It’s okay to love popular things.
My library of games is rather sickening. Not in the sense that I own too many, or that the ones I do own are of poor taste or quality (though there are some of those). No, instead it’s the sheer breadth of which my library of games covers. I have everything from Call of Duty and Grand Theft Auto, to Gone Home and Hellblade: Senua’s Sacrifice. I have games that I’ve played once and felt like I got everything I needed out of it, as well as those games which I’ll revisit time and time again.
I honestly feel like I’m living in a golden age of gaming. Sure, there are a ton of games on the market which drive me up the wall over how immensely mediocre they are, but the swath of options I have available to me whenever I turn on my PC, PS4, Switch, or Xbox One is astounding.
I have hundreds of unique experiences to boot up, and more on the way. Furthermore, every one of those games, regardless of their developer, publisher, budget, or genre deserves its place.
Variety Is The Spice Of Life
That idiom about variety is remarkably famous, stemming from the poet William Cowper. It stands true, in my eyes, to this day. Not only in everyday life, but also when talking about games. I used to be much more focused in the types of games I would buy. Not only because I had a much more limited budget, but also because I didn’t want to take risks with what I purchased. I settled for “sure things”, like the Grand Theft Auto‘s and Fallout‘s, with the occasional venture into playing games like Bioshock or The Indigo Prophecy.

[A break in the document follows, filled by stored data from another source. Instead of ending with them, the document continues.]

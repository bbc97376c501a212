//! Progress reporting.
//!
//! Producers publish [`ProgressEvent`]s on a [`ProgressBus`]. Delivery is
//! best-effort: there is no backpressure, a subscriber that falls behind loses
//! the oldest events, and events published while nobody listens are dropped.

use std::time::{Duration, Instant};

use serde::Serialize;
use tokio::sync::broadcast;

/// Name of the channel the GUI shell listens on for [`ProgressEvent`]s.
pub const PROGRESS_CHANNEL: &str = "progress-update";

/// Channel carrying a failed operation's [`ErrorReport`](crate::ErrorReport).
pub const ERROR_CHANNEL: &str = "install-error";

/// Minimum spacing between two throttled progress events.
pub const PROGRESS_INTERVAL: Duration = Duration::from_millis(200);

const DEFAULT_CAPACITY: usize = 64;

#[derive(Debug, Clone, Copy, PartialEq, Eq, Hash, Serialize)]
#[serde(rename_all = "kebab-case")]
pub enum Stage {
    Idle,
    Verify,
    Jre,
    Butler,
    Pwr,
    Patch,
    OnlineFix,
    Launch,
    Update,
    Complete,
}

#[derive(Debug, Clone, PartialEq, Serialize)]
#[serde(rename_all = "camelCase")]
pub struct ProgressEvent {
    pub stage: Stage,
    pub progress: f64,
    pub message: String,
    pub current_file: Option<String>,
    pub speed: Option<String>,
    pub downloaded: u64,
    pub total: u64,
}

impl ProgressEvent {
    pub fn new(stage: Stage, progress: f64, message: impl Into<String>) -> Self {
        Self {
            stage,
            progress: progress.clamp(0.0, 100.0),
            message: message.into(),
            current_file: None,
            speed: None,
            downloaded: 0,
            total: 0,
        }
    }

    #[must_use]
    pub fn with_file(mut self, current_file: impl Into<String>) -> Self {
        self.current_file = Some(current_file.into());
        self
    }

    #[must_use]
    pub fn with_transfer(mut self, speed: Option<String>, downloaded: u64, total: u64) -> Self {
        self.speed = speed;
        self.downloaded = downloaded;
        self.total = total;
        self
    }
}

#[derive(Debug, Clone)]
pub struct ProgressBus {
    sender: broadcast::Sender<ProgressEvent>,
}

impl Default for ProgressBus {
    fn default() -> Self {
        Self::new()
    }
}

impl ProgressBus {
    #[must_use]
    pub fn new() -> Self {
        Self::with_capacity(DEFAULT_CAPACITY)
    }

    #[must_use]
    pub fn with_capacity(capacity: usize) -> Self {
        let (sender, _) = broadcast::channel(capacity.max(1));
        Self { sender }
    }

    #[must_use]
    pub fn subscribe(&self) -> broadcast::Receiver<ProgressEvent> {
        self.sender.subscribe()
    }

    pub fn emit(&self, event: ProgressEvent) {
        // No receivers is not an error for a fire-and-forget stream.
        let _ = self.sender.send(event);
    }

    pub fn report(&self, stage: Stage, progress: f64, message: impl Into<String>) {
        self.emit(ProgressEvent::new(stage, progress, message));
    }
}

/// Rate limiter for high-frequency producers such as download loops.
#[derive(Debug)]
pub(crate) struct Throttle {
    interval: Duration,
    last: Option<Instant>,
}

impl Throttle {
    pub(crate) fn new(interval: Duration) -> Self {
        Self {
            interval,
            last: None,
        }
    }

    pub(crate) fn ready(&mut self, now: Instant) -> bool {
        match self.last {
            Some(last) if now.duration_since(last) < self.interval => false,
            _ => {
                self.last = Some(now);
                true
            }
        }
    }
}

#[must_use]
pub fn format_speed(bytes_per_sec: f64) -> String {
    const UNIT: f64 = 1024.0;
    const PREFIXES: [char; 6] = ['K', 'M', 'G', 'T', 'P', 'E'];

    if bytes_per_sec < UNIT {
        return format!("{bytes_per_sec:.0} B/s");
    }

    let mut value = bytes_per_sec / UNIT;
    let mut exp = 0;
    while value >= UNIT && exp < PREFIXES.len() - 1 {
        value /= UNIT;
        exp += 1;
    }
    format!("{value:.1} {}B/s", PREFIXES[exp])
}

#[cfg(test)]
mod tests {
    use std::time::{Duration, Instant};

    use super::{ProgressBus, ProgressEvent, Stage, Throttle, format_speed};

    #[test]
    fn emit_without_subscribers_is_silent() {
        let bus = ProgressBus::new();
        bus.report(Stage::Verify, 10.0, "Checking for game updates");
    }

    #[test]
    fn late_subscriber_sees_no_replay() {
        let bus = ProgressBus::new();
        bus.report(Stage::Pwr, 10.0, "early");
        let mut rx = bus.subscribe();
        assert!(rx.try_recv().is_err());
    }

    #[test]
    fn event_serializes_with_gui_field_names() {
        let event = ProgressEvent::new(Stage::OnlineFix, 42.0, "Extracting archive...")
            .with_file("online-fix.zip")
            .with_transfer(Some("1.0 MB/s".to_string()), 10, 20);
        let json = serde_json::to_value(&event).expect("event should serialize");

        assert_eq!(json["stage"], "online-fix");
        assert_eq!(json["currentFile"], "online-fix.zip");
        assert_eq!(json["downloaded"], 10);
    }

    #[test]
    fn progress_is_clamped_to_percent_range() {
        let event = ProgressEvent::new(Stage::Jre, 140.0, "overshoot");
        assert!((event.progress - 100.0).abs() < f64::EPSILON);
    }

    #[test]
    fn throttle_spaces_events() {
        let mut throttle = Throttle::new(Duration::from_millis(200));
        let start = Instant::now();

        assert!(throttle.ready(start));
        assert!(!throttle.ready(start + Duration::from_millis(100)));
        assert!(throttle.ready(start + Duration::from_millis(250)));
    }

    #[test]
    fn format_speed_uses_binary_units() {
        assert_eq!(format_speed(512.0), "512 B/s");
        assert_eq!(format_speed(2048.0), "2.0 KB/s");
        assert_eq!(format_speed(3.5 * 1024.0 * 1024.0), "3.5 MB/s");
    }
}
use serde::{Deserialize, Serialize};

/// Operating system as spelled in remote artifact paths.
#[derive(Debug, Clone, Copy, PartialEq, Eq, Hash, Serialize, Deserialize)]
#[serde(rename_all = "lowercase")]
pub enum Os {
    Windows,
    Darwin,
    Linux,
    Unknown,
}

#[derive(Debug, Clone, Copy, PartialEq, Eq, Hash, Serialize, Deserialize)]
#[serde(rename_all = "lowercase")]
pub enum Arch {
    Amd64,
    Arm64,
    Unknown,
}

impl Os {
    #[must_use]
    pub fn current() -> Self {
        if cfg!(target_os = "windows") {
            Self::Windows
        } else if cfg!(target_os = "macos") {
            Self::Darwin
        } else if cfg!(target_os = "linux") {
            Self::Linux
        } else {
            Self::Unknown
        }
    }

    #[must_use]
    pub fn as_str(self) -> &'static str {
        match self {
            Self::Windows => "windows",
            Self::Darwin => "darwin",
            Self::Linux => "linux",
            Self::Unknown => "unknown",
        }
    }

    #[must_use]
    pub fn display_name(self) -> &'static str {
        match self {
            Self::Windows => "Windows",
            Self::Darwin => "macOS",
            Self::Linux => "Linux",
            Self::Unknown => "Unknown OS",
        }
    }
}

impl Arch {
    #[must_use]
    pub fn current() -> Self {
        if cfg!(target_arch = "x86_64") {
            Self::Amd64
        } else if cfg!(target_arch = "aarch64") {
            Self::Arm64
        } else {
            Self::Unknown
        }
    }

    #[must_use]
    pub fn as_str(self) -> &'static str {
        match self {
            Self::Amd64 => "amd64",
            Self::Arm64 => "arm64",
            Self::Unknown => "unknown",
        }
    }
}

/// The `(os, arch)` pair that selects remote artifacts.
#[derive(Debug, Clone, Copy, PartialEq, Eq, Hash, Serialize, Deserialize)]
pub struct Platform {
    pub os: Os,
    pub arch: Arch,
}

impl Platform {
    #[must_use]
    pub fn current() -> Self {
        Self {
            os: Os::current(),
            arch: Arch::current(),
        }
    }

    #[must_use]
    pub fn new(os: Os, arch: Arch) -> Self {
        Self { os, arch }
    }

    #[must_use]
    pub fn is_windows(self) -> bool {
        self.os == Os::Windows
    }

    /// Append the platform's executable suffix to `stem`.
    #[must_use]
    pub fn exe_name(self, stem: &str) -> String {
        if self.is_windows() {
            format!("{stem}.exe")
        } else {
            stem.to_string()
        }
    }
}

impl std::fmt::Display for Platform {
    fn fmt(&self, f: &mut std::fmt::Formatter<'_>) -> std::fmt::Result {
        write!(f, "{}/{}", self.os.as_str(), self.arch.as_str())
    }
}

Now I’m lucky if I can go more than a week without hearing about a game that piques my interest. With the rise of indie studios in the games industry, I’m finding myself exposed to far greater numbers of games that capture my imagination. That doesn’t mean I’m not partaking in the blockbuster AAA games anymore. Instead, I’m just finding myself playing a wider variety of games.
I feel that’s the key to gaming as a whole. Not that everyone should play everything… I feel like I’ve hammered that point home enough already. I just mean that there’s room in the games industry, and in consumers’ libraries of games for everything. AAA and indie games alike, from all kinds of genres.
Woe Is Gaming Today
I know it can be easy to feel like games have changed so much over the years; in fact, they definitely have. We’re long past the days of the NES, SEGA Genesis and Dreamcast, and PlayStation 2. It can be easy to lament how AAA games have seemingly become largely homogeneous and focused on the bottom line. However, I’d like to make an argument against many of my previous posts, potentially contradicting myself.
I just don’t have the time or energy to read through my old stuff. I have to go to work soon.
Let’s look at movies. No, not watch a movie… though we could do a movie night sometime, I can make the popcorn. We’re going to need to watch The Martian at least once though.
Look at the film industry. Ask just about anyone, and you’ll notice something. People watch all kinds of movies, including some that may surprise you. The person you’d figure to only enjoy watching romantic comedies may have a soft spot for niche horror movies. Another person who talks endlessly about anime probably loves seeing every new Transformer movie that releases.
Gaming is no different. Tastes are complicated, and very rarely will you ever come across someone who has extremely refined and restricted tastes. Almost everyone has that “guilty pleasure” game. Something that they know isn’t going to challenge their thinking, but they find enjoyable nonetheless. Looking back at movies, the equivalent is the Marvel movies like The Avengers: Infinity War or Guardians of the Galaxy. They’re aimed at a wide audience instead of a niche group of hardcore comic fans. They’re the junk food of movies.
That doesn’t mean they’re bad necessarily, though superhero movies can be bad. That much is certain. The same could be said for video games, of which AAA game function much in the same way as superhero movies. They’re largely enjoyable experiences; entertaining to say the least. Not what I, or many others, would consider to be groundbreaking or thought-provoking, but enjoyable nonetheless.
The key is that every game has its place in the medium, whether it’s a bombastic romp through the bowels of Hell, or a thoughtful representation of mental illness. There’s nothing wrong with playing games that are purely for enjoyment, so try to remember that it’s okay to terrorize Los Santos or bolt around yet another representation of Nuketown. Hell, even if that’s all you enjoy, that’s good. You don’t need to be a connoisseur of games, partaking only in the highest of quality and taste. After all, there are enough pretentious douchebags in the world as it is without adding to the colossal dumpster fire that is crammed with self-important gamers, contrarians, and games journalists. Many of those people are fanboys (or girls… Fanpeople? Fanpersons?) anyway, and nobody seems to like those people.
So enjoy your niche games, but remember that just because you call Call of Duty or Minecraft your guilty pleasure game, that doesn’t mean you should seriously feel guilty for liking it.
What’s your take on the variety of games today? Gaming isn’t as bad as folks (myself included) often make it out to be, right?